## WORK ITEM
Retype exactly the lines that run from the start of the data to the line holding "one was sent", including both, and only those.

## DATA SUPPLIED
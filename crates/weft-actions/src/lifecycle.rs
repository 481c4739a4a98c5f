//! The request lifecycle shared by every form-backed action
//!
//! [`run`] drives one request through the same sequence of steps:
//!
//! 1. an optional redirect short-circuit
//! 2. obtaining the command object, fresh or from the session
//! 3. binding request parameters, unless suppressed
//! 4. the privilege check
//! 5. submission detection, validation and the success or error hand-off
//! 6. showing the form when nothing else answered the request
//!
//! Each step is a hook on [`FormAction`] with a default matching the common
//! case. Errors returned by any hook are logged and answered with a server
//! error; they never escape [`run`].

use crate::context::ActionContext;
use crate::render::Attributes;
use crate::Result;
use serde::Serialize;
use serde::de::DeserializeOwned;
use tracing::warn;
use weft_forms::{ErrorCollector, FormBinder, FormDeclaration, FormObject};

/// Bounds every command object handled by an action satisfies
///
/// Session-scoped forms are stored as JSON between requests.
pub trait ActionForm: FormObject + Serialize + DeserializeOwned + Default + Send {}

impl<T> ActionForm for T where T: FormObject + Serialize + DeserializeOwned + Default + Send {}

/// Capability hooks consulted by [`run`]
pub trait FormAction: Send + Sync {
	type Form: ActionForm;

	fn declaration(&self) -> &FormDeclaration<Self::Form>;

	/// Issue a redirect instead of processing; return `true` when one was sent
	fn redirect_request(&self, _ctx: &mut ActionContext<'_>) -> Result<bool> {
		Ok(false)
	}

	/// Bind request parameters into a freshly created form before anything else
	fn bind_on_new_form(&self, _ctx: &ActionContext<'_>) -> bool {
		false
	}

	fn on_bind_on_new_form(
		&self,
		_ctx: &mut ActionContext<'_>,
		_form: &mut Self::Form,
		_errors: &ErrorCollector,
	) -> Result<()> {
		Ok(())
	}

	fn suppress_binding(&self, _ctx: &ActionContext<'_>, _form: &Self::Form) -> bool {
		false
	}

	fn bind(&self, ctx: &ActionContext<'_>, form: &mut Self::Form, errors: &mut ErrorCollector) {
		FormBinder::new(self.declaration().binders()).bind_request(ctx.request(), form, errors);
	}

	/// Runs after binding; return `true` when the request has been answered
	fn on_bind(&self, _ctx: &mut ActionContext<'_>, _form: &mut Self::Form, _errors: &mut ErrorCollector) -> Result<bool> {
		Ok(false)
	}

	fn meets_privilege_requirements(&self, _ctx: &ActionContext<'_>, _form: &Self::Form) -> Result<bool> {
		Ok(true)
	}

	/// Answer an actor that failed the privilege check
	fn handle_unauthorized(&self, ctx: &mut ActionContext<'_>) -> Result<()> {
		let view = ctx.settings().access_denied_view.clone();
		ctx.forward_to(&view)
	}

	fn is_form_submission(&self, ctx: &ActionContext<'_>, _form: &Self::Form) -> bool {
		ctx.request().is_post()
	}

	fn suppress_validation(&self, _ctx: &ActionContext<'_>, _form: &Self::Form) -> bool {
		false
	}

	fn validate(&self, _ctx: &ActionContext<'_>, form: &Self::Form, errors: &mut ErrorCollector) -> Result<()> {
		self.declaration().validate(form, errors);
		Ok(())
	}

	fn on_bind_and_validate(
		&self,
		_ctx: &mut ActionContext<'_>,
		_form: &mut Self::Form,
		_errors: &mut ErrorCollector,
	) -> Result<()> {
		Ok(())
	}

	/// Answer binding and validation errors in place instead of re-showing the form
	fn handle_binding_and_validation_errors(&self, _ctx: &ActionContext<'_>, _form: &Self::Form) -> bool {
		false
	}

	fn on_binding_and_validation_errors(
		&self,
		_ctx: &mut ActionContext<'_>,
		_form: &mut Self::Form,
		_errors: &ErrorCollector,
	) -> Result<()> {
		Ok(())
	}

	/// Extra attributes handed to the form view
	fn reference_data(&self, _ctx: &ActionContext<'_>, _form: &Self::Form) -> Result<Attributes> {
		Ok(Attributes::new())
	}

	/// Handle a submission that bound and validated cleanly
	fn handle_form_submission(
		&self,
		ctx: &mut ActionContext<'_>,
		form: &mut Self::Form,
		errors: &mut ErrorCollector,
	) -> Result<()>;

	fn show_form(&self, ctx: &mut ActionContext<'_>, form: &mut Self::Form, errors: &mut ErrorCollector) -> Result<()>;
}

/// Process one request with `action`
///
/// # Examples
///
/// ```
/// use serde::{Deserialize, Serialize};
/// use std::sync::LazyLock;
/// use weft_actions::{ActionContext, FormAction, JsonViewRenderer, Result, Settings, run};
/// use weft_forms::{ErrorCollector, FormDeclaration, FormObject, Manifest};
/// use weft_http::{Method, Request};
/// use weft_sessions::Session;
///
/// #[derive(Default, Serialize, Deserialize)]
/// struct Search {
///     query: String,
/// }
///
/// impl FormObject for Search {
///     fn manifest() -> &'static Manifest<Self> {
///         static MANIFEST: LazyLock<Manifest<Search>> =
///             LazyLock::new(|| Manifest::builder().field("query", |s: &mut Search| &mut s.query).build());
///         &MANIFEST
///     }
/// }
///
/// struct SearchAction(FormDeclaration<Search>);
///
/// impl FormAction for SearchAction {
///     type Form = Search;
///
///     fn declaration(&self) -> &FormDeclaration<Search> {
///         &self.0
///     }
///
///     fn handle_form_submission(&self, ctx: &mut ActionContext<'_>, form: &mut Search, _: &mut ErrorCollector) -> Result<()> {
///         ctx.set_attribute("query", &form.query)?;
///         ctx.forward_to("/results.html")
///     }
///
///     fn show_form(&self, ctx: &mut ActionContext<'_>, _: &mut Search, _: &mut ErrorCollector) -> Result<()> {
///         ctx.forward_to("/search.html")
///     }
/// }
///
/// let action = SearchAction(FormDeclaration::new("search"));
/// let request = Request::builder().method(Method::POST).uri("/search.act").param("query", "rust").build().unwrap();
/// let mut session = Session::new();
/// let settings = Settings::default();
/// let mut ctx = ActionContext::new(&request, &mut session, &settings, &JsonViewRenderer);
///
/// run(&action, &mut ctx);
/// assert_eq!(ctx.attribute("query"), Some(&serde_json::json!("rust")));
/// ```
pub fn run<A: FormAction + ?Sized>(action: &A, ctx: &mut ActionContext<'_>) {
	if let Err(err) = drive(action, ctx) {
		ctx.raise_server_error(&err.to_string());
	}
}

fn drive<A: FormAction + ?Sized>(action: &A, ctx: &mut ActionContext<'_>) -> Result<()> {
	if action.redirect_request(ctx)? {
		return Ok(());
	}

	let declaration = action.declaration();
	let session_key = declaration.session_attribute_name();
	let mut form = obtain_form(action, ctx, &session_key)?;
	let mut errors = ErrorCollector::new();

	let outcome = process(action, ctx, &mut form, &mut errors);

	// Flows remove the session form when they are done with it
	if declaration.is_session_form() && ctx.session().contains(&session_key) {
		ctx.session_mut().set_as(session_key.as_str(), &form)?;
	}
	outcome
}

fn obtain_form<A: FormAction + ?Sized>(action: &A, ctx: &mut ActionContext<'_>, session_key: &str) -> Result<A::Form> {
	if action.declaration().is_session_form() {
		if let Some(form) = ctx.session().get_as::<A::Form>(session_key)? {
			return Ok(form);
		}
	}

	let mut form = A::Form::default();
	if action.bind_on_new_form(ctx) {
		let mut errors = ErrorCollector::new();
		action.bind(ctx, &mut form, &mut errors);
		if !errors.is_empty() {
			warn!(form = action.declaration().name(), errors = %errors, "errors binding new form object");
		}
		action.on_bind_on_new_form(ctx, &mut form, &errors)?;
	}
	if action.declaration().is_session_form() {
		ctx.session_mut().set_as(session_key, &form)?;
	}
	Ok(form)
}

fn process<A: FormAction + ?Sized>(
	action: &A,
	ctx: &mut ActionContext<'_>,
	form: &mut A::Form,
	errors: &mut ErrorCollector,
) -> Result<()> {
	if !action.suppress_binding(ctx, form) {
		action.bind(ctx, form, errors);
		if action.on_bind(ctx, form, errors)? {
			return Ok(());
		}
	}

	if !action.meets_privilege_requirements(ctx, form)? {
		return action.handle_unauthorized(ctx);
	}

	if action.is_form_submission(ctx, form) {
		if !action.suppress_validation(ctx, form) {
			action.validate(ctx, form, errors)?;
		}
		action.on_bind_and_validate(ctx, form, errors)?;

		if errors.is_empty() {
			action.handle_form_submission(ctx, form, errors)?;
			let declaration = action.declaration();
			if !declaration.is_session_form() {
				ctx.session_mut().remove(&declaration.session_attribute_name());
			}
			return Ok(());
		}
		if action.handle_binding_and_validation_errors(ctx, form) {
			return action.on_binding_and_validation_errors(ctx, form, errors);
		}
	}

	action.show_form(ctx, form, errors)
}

## TASK RESULT
filename crates/weft-actions/src/lifecycle.rs
repository 481c4739a4a98c5f
//! The request lifecycle shared by every form-backed action
//!
//! [`run`] drives one request through the same sequence of steps:
//!
//! 1. an optional redirect short-circuit
//! 2. obtaining the command object, fresh or from the session
//! 3. binding request parameters, unless suppressed
//! 4. the privilege check
//! 5. submission detection, validation and the success or error hand-off
//! 6. showing the form when nothing else answered the request
//!
//! Each step is a hook on [`FormAction`] with a default matching the common
//! case. Errors returned by any hook are logged and answered with a server
//! error; they never escape [`run`].

use crate::context::ActionContext;
use crate::render::Attributes;
use crate::Result;
use serde::Serialize;
use serde::de::DeserializeOwned;
use tracing::warn;
use weft_forms::{ErrorCollector, FormBinder, FormDeclaration, FormObject};

/// Bounds every command object handled by an action satisfies
///
/// Session-scoped forms are stored as JSON between requests.
pub trait ActionForm: FormObject + Serialize + DeserializeOwned + Default + Send {}

impl<T> ActionForm for T where T: FormObject + Serialize + DeserializeOwned + Default + Send {}

/// Capability hooks consulted by [`run`]
pub trait FormAction: Send + Sync {
	type Form: ActionForm;

	fn declaration(&self) -> &FormDeclaration<Self::Form>;

	/// Issue a redirect instead of processing; return `true` when one was sent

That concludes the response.